What is financial asset impairment?
What is financial asset impairment?
An asset is impaired if its projected future cash flows are less than its current carrying value. When an impaired asset’s carrying value is written down to market value, the loss is recognized on the company’s income statement in the same accounting period.
What is the treatment of an impairment loss under IAS 36?
revaluation decrease
In this case, the impairment loss is treated as a revaluation decrease in accordance with the respective standard. If it is not possible to calculate the recoverable amount of an individual asset, then the recoverable amount of the CGU to which the asset belongs should be calculated.
Which of the different types of assets are assessed for impairment under IAS 36?
In addition IAS 36 requires certain assets to be tested for impairment annually, irrespective of whether there is any indication of impairment. These are: Goodwill acquired in a business combination; • Intangible assets with an indefinite useful life; and • Intangible assets which are not yet available for use.
What is impairment of fixed assets?
Impairment of a fixed asset refers to an abrupt decrease in the economic benefits that an asset can generate due to damage, obsolescence etc.
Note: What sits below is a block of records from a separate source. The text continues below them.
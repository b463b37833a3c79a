//! Identity claims returned by the userinfo endpoint.

use std::collections::BTreeSet;

use serde::{Deserialize, Serialize};

/// Decoded identity of the signed-in user. Never persisted.
#[derive(Debug, Clone, PartialEq, Eq, Serialize, Deserialize)]
pub struct Claims {
    #[serde(rename = "sub")]
    pub subject: String,
    #[serde(default)]
    pub email: Option<String>,
    #[serde(default, rename = "name")]
    pub display_name: Option<String>,
    #[serde(default, rename = "preferred_username")]
    pub username: Option<String>,
    /// `None` when the backend sent no roles collection at all.
    #[serde(default)]
    pub roles: Option<BTreeSet<String>>,
}

impl Claims {
    pub fn has_role(&self, role: &str) -> bool {
        self.roles.as_ref().is_some_and(|roles| roles.contains(role))
    }

    /// Best label for the user: name, then username, then email, then subject.
    pub fn display_name(&self) -> &str {
        self.display_name
            .as_deref()
            .or(self.username.as_deref())
            .or(self.email.as_deref())
            .unwrap_or(&self.subject)
    }
}

/// Role check for UI authorization. False when no claims are loaded.
pub fn has_role(claims: Option<&Claims>, role: &str) -> bool {
    claims.is_some_and(|claims| claims.has_role(role))
}
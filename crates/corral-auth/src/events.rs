//! Session lifecycle notifications.

/// Broadcast by the refresh coordinator as the session changes state.
#[derive(Debug, Clone, PartialEq, Eq)]
pub enum AuthEvent {
    /// A refresh succeeded and the store holds a new pair.
    Refreshed,
    /// Tokens were cleared; the user has to sign in again.
    LoginRequired { reason: String },
}

/// Capacity of the event channel. Slow subscribers see `Lagged`, never block the coordinator.
pub(crate) const EVENT_CAPACITY: usize = 16;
Impairment is recognized by reducing the book value of the asset in the balance sheet and recording impairment loss in the income statement.
What are the indicators of impairment of assets?
Indications of impairment [IAS 36.12] market value declines. negative changes in technology, markets, economy, or laws. increases in market interest rates. net assets of the company higher than market capitalisation.
What is the purpose of asset impairment?
IAS 36 Impairment of Assets seeks to ensure that an entity’s assets are not carried at more than their recoverable amount (i.e. the higher of fair value less costs of disposal and value in use).
What is IAS 36 impairment of assets?
In April 2001 the International Accounting Standards Board (Board) adopted IAS 36 Impairment of Assets, which had originally been issued by the International Accounting Standards Committee in June 1998. That standard consolidated all the requirements on how to assess for recoverability of an asset.
When was IAS 36 amended?
In May 2013 IAS 36 was amended by Recoverable Amount Disclosures for Non-Financial Assets (Amendments to IAS 36).
When do impairment losses get reversed?
For other assets, when the circumstances that caused the impairment loss are favourably resolved, the impairment loss is reversed immediately in profit or loss (or in comprehensive income if the asset is revalued under IAS 16 or IAS 38).
What is the purpose of an impairment test?
The general purpose of an impairment test is to ensure that an asset is not carried for financial reporting purposes at an amount that exceeds its recoverable amount; to do so would overstate a reporting entity’s financial position and performance.